I'm trying to setup my Kubernetescluster with a Ceph Cluster using a storageClass, so that with each PVC a new PV is created automatically inside the ceph cluster.
But it doesn't work. I've tried a lot and read a lot of documentation and tutorials and can't figure out, what went wrong.
I've created 2 secrets, for the ceph admin user and an other user kube, which I created with this command to grant access to a ceph osd pool.

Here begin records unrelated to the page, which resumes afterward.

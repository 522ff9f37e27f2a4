use std::time::Duration;
use taskmesh::cluster::Role;
use taskmesh::config::NodeRole;
use taskmesh::testkit::{fast_config, wait_until, FailureConfigMap, LocalHub};
use taskmesh::{Orchestrator, TaskmeshError};

const PRIMARY: &str = "orchestrator-principal";
const BACKUP: &str = "orchestrator-backup-1";

async fn pair(dir: &std::path::Path, hub: &std::sync::Arc<LocalHub>) -> (Orchestrator, Orchestrator) {
  let primary = Orchestrator::new(fast_config(dir, PRIMARY, NodeRole::Primary), hub.transport(PRIMARY));
  let backup = Orchestrator::new(fast_config(dir, BACKUP, NodeRole::Backup), hub.transport(BACKUP));
  primary.start().await.unwrap();
  backup.start().await.unwrap();
  (primary, backup)
}

#[tokio::test(start_paused = true)]
async fn backup_takes_over_with_replicated_tasks() {
  let dir = tempfile::tempdir().unwrap();
  let hub = LocalHub::new();
  let (primary, backup) = pair(dir.path(), &hub).await;

  let a = primary.submit("A", "first").unwrap();
  let b = primary.submit("B", "second").unwrap();
  assert!(
    wait_until(Duration::from_secs(2), || {
      backup.replicator().latest_replica().map(|t| t.tasks.len() == 2).unwrap_or(false)
    })
    .await
  );
  // heartbeats are answered while the primary is up
  tokio::time::sleep(Duration::from_secs(2)).await;
  assert_eq!(backup.role(), Role::Standby);
  assert!(backup.primary_detector().stats().received > 0);

  primary.shutdown().await;
  assert!(wait_until(Duration::from_secs(5), || backup.is_active()).await);
  assert!(wait_until(Duration::from_secs(1), || backup.worker_addr().is_some()).await);

  let ids = backup.tasks().into_iter().map(|t| t.id).collect::<Vec<_>>();
  assert!(ids.contains(&a.id) && ids.contains(&b.id));
  let stats = backup.stats();
  assert_eq!(stats.leader_id, BACKUP);
  assert_eq!(stats.leadership.elections_won, 1);
  assert!(stats.leadership.failed_steps.is_empty());
  assert!(backup.primary_detector().peers().is_empty());

  let c = backup.submit("C", "").unwrap();
  assert!(backup.tasks().iter().any(|t| t.id == c.id));
  backup.shutdown().await;
}

#[tokio::test(start_paused = true)]
async fn active_leader_reasserts_against_a_candidate() {
  let dir = tempfile::tempdir().unwrap();
  let hub = LocalHub::new();
  let (primary, backup) = pair(dir.path(), &hub).await;

  assert!(backup.leadership().trigger_election());
  assert!(!backup.leadership().trigger_election());
  assert!(wait_until(Duration::from_secs(2), || backup.role() == Role::Standby).await);
  tokio::time::sleep(Duration::from_secs(1)).await;

  assert!(primary.is_active());
  assert_eq!(backup.role(), Role::Standby);
  assert_eq!(backup.leader_id(), PRIMARY);
  assert_eq!(backup.stats().leadership.elections_lost, 1);
  assert!(matches!(backup.submit("X", ""), Err(TaskmeshError::NotLeader { .. })));
  primary.shutdown().await;
  backup.shutdown().await;
}

#[tokio::test(start_paused = true)]
async fn healed_partition_leaves_two_leaders_until_demoted() {
  let dir = tempfile::tempdir().unwrap();
  let hub = LocalHub::new();
  let (primary, backup) = pair(dir.path(), &hub).await;

  let mut partition = FailureConfigMap::default();
  partition.isolate(PRIMARY);
  hub.set_failures(partition);
  assert!(wait_until(Duration::from_secs(5), || backup.is_active()).await);

  hub.set_failures(FailureConfigMap::default());
  assert!(
    wait_until(Duration::from_secs(2), || {
      primary.stats().leadership.duplicate_leaders > 0 && backup.stats().leadership.duplicate_leaders > 0
    })
    .await
  );
  assert!(primary.is_active() && backup.is_active());
  // seen once per peer, not once per presence beat
  tokio::time::sleep(Duration::from_secs(1)).await;
  assert_eq!(primary.stats().leadership.duplicate_leaders, 1);

  let endpoint = "127.0.0.1:8080".parse().unwrap();
  assert!(primary.demote(Some(BACKUP), Some(&endpoint)).await);
  assert!(!primary.demote(Some(BACKUP), Some(&endpoint)).await);
  assert_eq!(primary.role(), Role::Standby);
  assert_eq!(primary.leader_id(), BACKUP);
  assert!(primary.worker_addr().is_none());
  assert_eq!(primary.primary_detector().peers(), vec![BACKUP.to_string()]);
  assert!(matches!(primary.submit("X", ""), Err(TaskmeshError::NotLeader { .. })));

  primary.shutdown().await;
  backup.shutdown().await;
}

Creating the pool: sudo ceph osd pool create kube 128
Creating the user: sudo ceph auth get-or-create client.kube mon 'allow r' \ osd 'allow class-read object_prefix rbd_children, allow rwx pool=kube' \ -o /etc/ceph/ceph.client.kube.keyring
After that I exported both the keys and converted them to Base64 with: sudo ceph auth get-key client.admin | base64 and sudo ceph auth get-key client.kube | base64 I used those values inside my secret.yaml to create kubernetes secrets.
apiVersion: v1
kind: Secret
type: "kubernetes.io/rbd"
metadata:
name: ceph-secret
data:
key: QVFCb3NxMVpiMVBITkJBQU5ucEEwOEZvM1JlWHBCNytvRmxIZmc9PQo=
And another one named ceph-user-secret.
Then I created a storage class to use the ceph cluster
apiVersion: storage.k8s.io/v1
kind: StorageClass
metadata:
name: standard
annotations:
storageclass.kubernetes.io/is-default-class: "true"
provisioner: kubernetes.io/rbd
parameters:
monitors: publicIpofCephMon1:6789,publicIpofCephMon2:6789
adminId: admin
adminSecretName: ceph-secret
pool: kube
userId: kube
userSecretName: ceph-kube-secret
fsType: ext4
imageFormat: "2"
imageFeatures: "layering"To test my setup I created a PVC
apiVersion: v1
kind: PersistentVolumeClaim
metadata:
name: pvc-eng
spec:
accessModes:
- ReadWriteMany
resources:
requests:
storage: 1GiBut it gets stuck in the pending state:
#kubectl get pvc
NAME STATUS VOLUME CAPACITY ACCESSMODES STORAGECLASS AGE
pvc-eng Pending standard 25mAlso, no images are created inside the ceph kube pool. Do you have any recommendations how to debug this problem?
I tried to install the ceph-common ubuntu package on all kubernetes nodes. I switched the kube-controller-manager docker image with an image provided by AT&T which includes the ceph-common package.
https://github.com/att-comdev/dockerfiles/tree/master/kube-controller-manager
Network is fine, I can access my ceph cluster from inside a pod and from every kubernetes host.
I would be glad if anyone has any ideas!
As an expansion on the accepted answer.....
RBD is a remote block device. ie an external hard drive like iSCSI. The filesystem is interpreted by the client container so can only be written by a single user or corruption will happen.
CephFS is a network aware filesystem similar to NFS or SMB/CIFS. That allows multiple writes to different files. The filesystem is interpreted by the Ceph server so can accept writes from multiple clients.
You must use annotation: ReadWriteOnce. As you can see https://kubernetes.io/docs/concepts/storage/persistent-volumes/ (Persistent Volumes section) RBD devices does not support ReadWriteMany mode. Choose different volume plugin (CephFS, for example) if you need read and write data from PV by several pods.